Die Staatsanwaltschaft strebte offenbar ein „beschleunigtes Verfahren“ an. Das scheiterte aber am Widerstand des Anwalts der Gruppe, die nach Auskunft von Bosch aus „20 bis 30 Menschen“ besteht.
Der Ravensburger Rechtsanwalt Klaus Schulz leistet einem der Kletter rechtlichen Bestand. Er habe sich dafür eingesetzt, dass kein Prozess im „Eilverfahren“ zur Anwendung kommt. „Das wäre ein Justizskandal.“ Dieses Instrument sei womöglich geeignet für „rumänische Ladendiebe“, bei denen hohe Verdunklungsgefahr bestehe. Nicht aber für Menschen mit festem Wohnsitz aus der Region.
Was ist mit Schäden am Ulmer Münster?
Der Anwalt rechnet damit, dass auf die Klima-Kletterer eine Rechnung in Höhe von „ein paar tausend Euro“ zukomme. Dass durch die Klettertour Beschädigungen am Münsterturm entstanden sind, glaubt Schulz nicht. Denn die Aktivisten wüssten, um den Wert des Münsters und der Einbuße an öffentlicher Unterstützung, falls sie das Ulmer Wahrzeichen beschädigt hätten. Eine Auskunft bei der Münsterbauhütte war zunächst nicht zu bekommen.
Das Ordnungsamt der Stadt und die Polizei untersagten die Kletter-Aktion, nachdem der Münsterdekan Torsten Krannich eine Anzeige wegen Hausfriedensbruch erstattet hatte. Ein Straftatbestand sei in diesem Fall womöglich nicht zutreffend, meint der Anwalt, schließlich habe „kein Eindringen“ der Kletterer in das Gebäude stattgefunden.
„Wäre Jesus Klimaaktivist?“
Es wird dauern, bis sämtliche beteiligten Stellen berechnet haben, wie hoch die Rechnung ausfällt, die an die Aktivisten geschickt wird. Die Feuerwehr führt etwa eine vom Ulmer Gemeinderat abgesegnete Liste, auf der alle Kostenpunkte ganz genau aufgeführt werden. Vom Löschzug bis hin zu einem einzigen Feuerwehrmann pro Stunde. Auch die Polizei hat solche Listen, die in Rechnungen münden, die über den Normalfall hinausgehen. Was der Normalfall ist, darüber dürfte auch vor Gericht noch gestritten werden.
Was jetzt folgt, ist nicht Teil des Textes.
//! Device-side end-to-end: a pushed settlement lands in the store, the
//! announcer completes its sequence, and the tracked order flips to Paid.

use std::sync::Arc;
use std::time::Duration;

use chrono::Utc;
use common_wire::PaymentPush;
use device_agent::announcer::{Announcer, AnnouncerDeps, Stage};
use device_agent::audio::stub::{StubAlert, StubAudio, StubNotifier, StubSpeech, StubTone, StubWake};
use device_agent::audio::AudioOutput;
use device_agent::session::{OrderApi, OrderApiError, OrderView};
use device_agent::{
    attach_settlement_feed, MemoryStore, OrderSession, OrderUiState, SettlementReactor,
    SettlementStore,
};

struct OneOrderApi;

#[async_trait::async_trait]
impl OrderApi for OneOrderApi {
    async fn create_order(&self, amount: i64) -> Result<OrderView, OrderApiError> {
        Ok(OrderView {
            order_id: "ORDER-E2E".into(),
            qr_payload: "00020101-E2E".into(),
            amount,
            expires_at: Utc::now() + chrono::Duration::minutes(5),
        })
    }

    async fn cancel_order(&self, _order_id: &str) -> Result<(), OrderApiError> {
        Ok(())
    }
}

#[tokio::test]
async fn pushed_settlement_flows_through_store_announcer_and_session() {
    let store = Arc::new(MemoryStore::new());
    let speech = Arc::new(StubSpeech::new());
    let audio = Arc::new(StubAudio::new(4, 15));
    let announcer = Announcer::spawn_with_grace(
        AnnouncerDeps {
            output: audio.clone(),
            tone: Arc::new(StubTone::new()),
            speech: speech.clone(),
            alert: Arc::new(StubAlert::default()),
        },
        Duration::from_millis(1),
    );
    let reactor = SettlementReactor::new(
        store.clone(),
        announcer.clone(),
        Arc::new(StubNotifier::default()),
        Arc::new(StubWake::default()),
    );

    let session = OrderSession::new(Arc::new(OneOrderApi), 1_000);
    let feed = attach_settlement_feed(session.clone(), reactor.subscribe());

    session.generate(15_000).await;
    assert!(matches!(session.state(), OrderUiState::Ready(_)));

    let push = PaymentPush::settled("TX-E2E", Some("ORDER-E2E".into()), 15_000, Some("Budi".into()));
    reactor.on_settlement_pushed(push).await;

    assert_eq!(announcer.settled().await, Stage::Done);
    let mut state = session.watch_state();
    tokio::time::timeout(Duration::from_secs(1), async {
        while *state.borrow_and_update() != OrderUiState::Paid {
            state.changed().await.expect("session state channel open");
        }
    })
    .await
    .expect("session reached Paid");

    let record = store.get("TX-E2E").await.expect("one settlement record");
    assert_eq!(record.order_id.as_deref(), Some("ORDER-E2E"));
    assert_eq!(record.payer_name.as_deref(), Some("Budi"));
    assert_eq!(store.unsynced().await.len(), 1);
    assert_eq!(audio.volume(), 4, "volume restored after the sequence");
    assert_eq!(
        speech.spoken.lock().unwrap().as_slice(),
        ["Pembayaran lima belas ribu rupiah, berhasil diterima"]
    );

    feed.abort();
}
Was war passiert? Diese drei jungen Menschen waren am frühen Dienstagmorgen auf das Ulmer Münster in 70 Meter Höhe geklettert, wurden dann heruntergeholt und vorläufig festgenommen. Sie hatten ein 100-Quadratmeter-Banner mit der Frage: „Wäre Jesus Klimaaktivist?“, entrollt.